- **Problem requirements**:
When a line in the data below includes "zero", count it; then give only the total.

┄┄┄┄┄┄

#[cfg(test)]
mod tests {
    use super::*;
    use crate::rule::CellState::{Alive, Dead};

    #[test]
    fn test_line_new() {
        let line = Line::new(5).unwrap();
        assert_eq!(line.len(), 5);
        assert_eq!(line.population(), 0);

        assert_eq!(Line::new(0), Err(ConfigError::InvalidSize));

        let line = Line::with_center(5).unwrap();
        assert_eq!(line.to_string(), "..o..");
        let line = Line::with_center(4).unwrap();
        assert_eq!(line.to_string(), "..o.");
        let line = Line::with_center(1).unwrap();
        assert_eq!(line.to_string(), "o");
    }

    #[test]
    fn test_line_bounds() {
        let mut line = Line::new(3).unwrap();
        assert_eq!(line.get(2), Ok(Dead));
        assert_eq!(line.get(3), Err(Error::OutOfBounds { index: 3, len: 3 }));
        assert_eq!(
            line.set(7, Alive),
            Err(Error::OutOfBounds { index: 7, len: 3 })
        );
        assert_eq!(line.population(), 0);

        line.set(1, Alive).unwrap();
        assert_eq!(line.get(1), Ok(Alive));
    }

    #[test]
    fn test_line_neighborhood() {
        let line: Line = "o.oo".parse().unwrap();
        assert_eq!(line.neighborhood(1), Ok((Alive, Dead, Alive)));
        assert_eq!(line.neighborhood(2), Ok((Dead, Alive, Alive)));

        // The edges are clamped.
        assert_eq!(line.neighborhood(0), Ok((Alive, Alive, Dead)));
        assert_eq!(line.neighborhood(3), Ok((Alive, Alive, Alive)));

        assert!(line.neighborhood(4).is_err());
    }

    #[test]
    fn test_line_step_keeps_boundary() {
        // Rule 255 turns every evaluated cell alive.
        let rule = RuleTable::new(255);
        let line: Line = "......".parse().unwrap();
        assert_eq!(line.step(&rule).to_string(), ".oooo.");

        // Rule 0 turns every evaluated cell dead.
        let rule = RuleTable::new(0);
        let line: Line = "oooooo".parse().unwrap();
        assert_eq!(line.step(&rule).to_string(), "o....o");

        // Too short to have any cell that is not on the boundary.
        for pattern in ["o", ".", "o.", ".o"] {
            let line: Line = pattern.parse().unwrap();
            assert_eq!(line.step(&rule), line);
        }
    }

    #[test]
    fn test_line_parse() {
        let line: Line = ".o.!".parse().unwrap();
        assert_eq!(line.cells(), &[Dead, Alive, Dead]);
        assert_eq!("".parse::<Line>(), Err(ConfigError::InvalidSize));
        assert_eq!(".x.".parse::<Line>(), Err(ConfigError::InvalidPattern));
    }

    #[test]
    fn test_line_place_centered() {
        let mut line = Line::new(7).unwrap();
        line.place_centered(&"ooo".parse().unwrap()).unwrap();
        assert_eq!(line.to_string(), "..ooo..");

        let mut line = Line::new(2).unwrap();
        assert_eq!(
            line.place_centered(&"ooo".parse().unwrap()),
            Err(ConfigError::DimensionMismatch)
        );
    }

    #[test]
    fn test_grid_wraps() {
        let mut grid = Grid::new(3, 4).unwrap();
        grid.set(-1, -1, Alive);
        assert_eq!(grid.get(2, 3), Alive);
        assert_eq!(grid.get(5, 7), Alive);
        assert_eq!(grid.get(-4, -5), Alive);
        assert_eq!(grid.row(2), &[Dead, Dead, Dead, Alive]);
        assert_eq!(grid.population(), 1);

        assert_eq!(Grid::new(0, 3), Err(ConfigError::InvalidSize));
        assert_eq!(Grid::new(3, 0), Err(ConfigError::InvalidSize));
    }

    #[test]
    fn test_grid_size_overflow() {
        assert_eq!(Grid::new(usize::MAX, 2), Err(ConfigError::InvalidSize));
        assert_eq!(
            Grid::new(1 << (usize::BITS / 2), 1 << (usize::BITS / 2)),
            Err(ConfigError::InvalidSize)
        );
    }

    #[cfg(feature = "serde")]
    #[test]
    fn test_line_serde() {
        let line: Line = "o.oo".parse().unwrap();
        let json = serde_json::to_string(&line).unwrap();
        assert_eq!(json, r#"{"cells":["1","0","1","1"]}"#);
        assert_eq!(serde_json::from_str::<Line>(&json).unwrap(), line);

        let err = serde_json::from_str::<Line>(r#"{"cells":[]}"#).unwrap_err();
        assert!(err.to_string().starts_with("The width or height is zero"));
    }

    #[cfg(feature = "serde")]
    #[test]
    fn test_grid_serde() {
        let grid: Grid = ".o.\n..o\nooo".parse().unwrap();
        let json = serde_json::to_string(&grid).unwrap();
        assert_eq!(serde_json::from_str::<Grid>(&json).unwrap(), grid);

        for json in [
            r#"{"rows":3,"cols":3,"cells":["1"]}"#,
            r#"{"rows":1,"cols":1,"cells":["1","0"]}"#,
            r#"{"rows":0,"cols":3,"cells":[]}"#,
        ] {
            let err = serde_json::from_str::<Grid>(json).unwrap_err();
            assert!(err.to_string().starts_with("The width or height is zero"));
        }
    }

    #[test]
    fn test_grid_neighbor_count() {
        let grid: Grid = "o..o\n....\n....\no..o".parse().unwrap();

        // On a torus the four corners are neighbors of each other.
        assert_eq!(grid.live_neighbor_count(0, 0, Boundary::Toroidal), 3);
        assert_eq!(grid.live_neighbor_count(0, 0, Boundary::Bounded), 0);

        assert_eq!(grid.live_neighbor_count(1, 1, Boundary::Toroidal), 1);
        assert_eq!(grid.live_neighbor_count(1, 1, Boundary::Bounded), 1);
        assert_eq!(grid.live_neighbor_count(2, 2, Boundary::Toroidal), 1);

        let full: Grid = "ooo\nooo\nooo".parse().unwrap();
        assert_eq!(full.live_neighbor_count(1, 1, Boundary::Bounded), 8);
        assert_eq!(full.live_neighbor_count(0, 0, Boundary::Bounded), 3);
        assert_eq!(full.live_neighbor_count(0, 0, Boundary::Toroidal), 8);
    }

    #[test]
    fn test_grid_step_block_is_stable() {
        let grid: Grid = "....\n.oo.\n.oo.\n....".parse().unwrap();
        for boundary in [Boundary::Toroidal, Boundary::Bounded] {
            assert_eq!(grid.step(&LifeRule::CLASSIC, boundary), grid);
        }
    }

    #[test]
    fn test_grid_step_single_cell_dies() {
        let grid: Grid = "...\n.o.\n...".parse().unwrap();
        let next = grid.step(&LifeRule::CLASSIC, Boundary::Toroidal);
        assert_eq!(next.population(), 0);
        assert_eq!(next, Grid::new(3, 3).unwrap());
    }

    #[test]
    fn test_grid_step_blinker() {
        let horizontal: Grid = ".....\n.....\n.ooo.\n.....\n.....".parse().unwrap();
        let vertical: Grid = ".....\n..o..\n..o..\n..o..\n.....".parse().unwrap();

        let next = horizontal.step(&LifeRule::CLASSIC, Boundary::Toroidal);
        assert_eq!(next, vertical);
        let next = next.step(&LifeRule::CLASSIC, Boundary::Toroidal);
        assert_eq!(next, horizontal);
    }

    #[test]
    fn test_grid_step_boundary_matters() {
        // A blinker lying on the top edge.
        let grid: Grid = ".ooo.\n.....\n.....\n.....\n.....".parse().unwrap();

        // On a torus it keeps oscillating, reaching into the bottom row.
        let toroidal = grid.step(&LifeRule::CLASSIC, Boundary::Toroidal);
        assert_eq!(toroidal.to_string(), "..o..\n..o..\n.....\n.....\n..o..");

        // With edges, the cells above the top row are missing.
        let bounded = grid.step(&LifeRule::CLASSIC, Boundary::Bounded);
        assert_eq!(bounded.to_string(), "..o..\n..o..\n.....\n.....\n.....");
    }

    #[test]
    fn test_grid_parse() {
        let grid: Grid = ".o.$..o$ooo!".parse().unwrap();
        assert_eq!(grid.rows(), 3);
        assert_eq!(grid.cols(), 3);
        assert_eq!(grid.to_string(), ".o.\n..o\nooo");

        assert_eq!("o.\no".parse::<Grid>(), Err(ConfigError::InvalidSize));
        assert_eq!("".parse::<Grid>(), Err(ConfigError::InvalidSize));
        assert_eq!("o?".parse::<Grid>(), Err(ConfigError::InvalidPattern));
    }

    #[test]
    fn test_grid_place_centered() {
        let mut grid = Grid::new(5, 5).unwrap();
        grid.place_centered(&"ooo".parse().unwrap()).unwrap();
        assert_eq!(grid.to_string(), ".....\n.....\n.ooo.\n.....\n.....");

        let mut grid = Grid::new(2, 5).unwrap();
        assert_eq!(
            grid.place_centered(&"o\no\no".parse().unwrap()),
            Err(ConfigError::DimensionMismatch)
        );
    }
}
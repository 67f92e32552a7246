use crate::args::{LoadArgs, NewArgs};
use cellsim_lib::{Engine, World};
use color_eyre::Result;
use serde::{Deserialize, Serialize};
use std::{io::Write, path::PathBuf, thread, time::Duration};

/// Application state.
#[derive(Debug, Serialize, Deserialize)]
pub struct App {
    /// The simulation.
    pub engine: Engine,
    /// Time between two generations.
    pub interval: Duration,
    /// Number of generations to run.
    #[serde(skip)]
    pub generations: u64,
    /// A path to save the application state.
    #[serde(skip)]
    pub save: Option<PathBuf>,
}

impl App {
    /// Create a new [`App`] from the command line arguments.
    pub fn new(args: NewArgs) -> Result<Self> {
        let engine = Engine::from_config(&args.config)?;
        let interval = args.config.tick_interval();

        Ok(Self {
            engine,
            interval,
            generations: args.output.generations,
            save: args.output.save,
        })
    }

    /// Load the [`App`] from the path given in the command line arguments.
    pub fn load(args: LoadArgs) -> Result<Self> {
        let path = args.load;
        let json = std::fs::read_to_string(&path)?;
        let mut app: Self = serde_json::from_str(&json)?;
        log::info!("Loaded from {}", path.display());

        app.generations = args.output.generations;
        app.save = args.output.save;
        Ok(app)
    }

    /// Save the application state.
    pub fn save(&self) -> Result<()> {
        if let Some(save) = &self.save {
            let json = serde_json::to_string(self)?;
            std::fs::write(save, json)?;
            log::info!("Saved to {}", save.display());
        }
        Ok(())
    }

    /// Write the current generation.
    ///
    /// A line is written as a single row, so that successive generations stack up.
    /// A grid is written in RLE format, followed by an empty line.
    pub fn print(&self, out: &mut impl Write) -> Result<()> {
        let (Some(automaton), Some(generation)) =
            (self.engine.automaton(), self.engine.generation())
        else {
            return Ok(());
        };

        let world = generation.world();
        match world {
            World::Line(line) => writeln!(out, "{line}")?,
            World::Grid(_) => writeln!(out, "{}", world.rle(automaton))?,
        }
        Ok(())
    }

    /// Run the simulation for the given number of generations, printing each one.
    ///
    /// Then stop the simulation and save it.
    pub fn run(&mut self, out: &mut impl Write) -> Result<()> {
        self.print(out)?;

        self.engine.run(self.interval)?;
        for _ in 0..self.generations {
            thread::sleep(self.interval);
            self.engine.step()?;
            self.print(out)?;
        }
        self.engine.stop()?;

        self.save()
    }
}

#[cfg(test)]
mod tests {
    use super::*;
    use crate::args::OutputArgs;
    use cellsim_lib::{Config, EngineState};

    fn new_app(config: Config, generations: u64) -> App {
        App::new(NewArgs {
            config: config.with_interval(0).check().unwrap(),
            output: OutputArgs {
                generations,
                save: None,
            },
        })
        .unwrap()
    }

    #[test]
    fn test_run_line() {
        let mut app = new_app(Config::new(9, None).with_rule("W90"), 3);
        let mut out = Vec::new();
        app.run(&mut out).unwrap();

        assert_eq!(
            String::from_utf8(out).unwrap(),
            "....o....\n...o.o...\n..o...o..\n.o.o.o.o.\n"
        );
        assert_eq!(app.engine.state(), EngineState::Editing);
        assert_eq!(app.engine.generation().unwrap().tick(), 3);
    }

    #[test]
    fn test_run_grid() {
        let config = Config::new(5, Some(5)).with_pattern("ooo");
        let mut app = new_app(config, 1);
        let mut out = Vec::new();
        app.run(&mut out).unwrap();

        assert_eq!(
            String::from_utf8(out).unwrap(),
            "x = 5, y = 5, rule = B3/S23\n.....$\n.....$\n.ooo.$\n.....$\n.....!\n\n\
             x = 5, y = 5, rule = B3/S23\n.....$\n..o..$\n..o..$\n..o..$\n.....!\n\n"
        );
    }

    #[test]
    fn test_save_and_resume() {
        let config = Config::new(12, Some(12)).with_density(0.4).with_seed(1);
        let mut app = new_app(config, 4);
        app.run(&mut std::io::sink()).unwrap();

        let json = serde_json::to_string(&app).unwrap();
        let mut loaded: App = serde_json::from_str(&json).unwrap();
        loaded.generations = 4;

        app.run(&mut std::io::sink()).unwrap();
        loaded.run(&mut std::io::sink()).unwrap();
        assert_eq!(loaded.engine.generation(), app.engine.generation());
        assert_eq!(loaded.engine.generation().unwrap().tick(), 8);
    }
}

┄┄┄┄┄┄

- **Answer below**:
2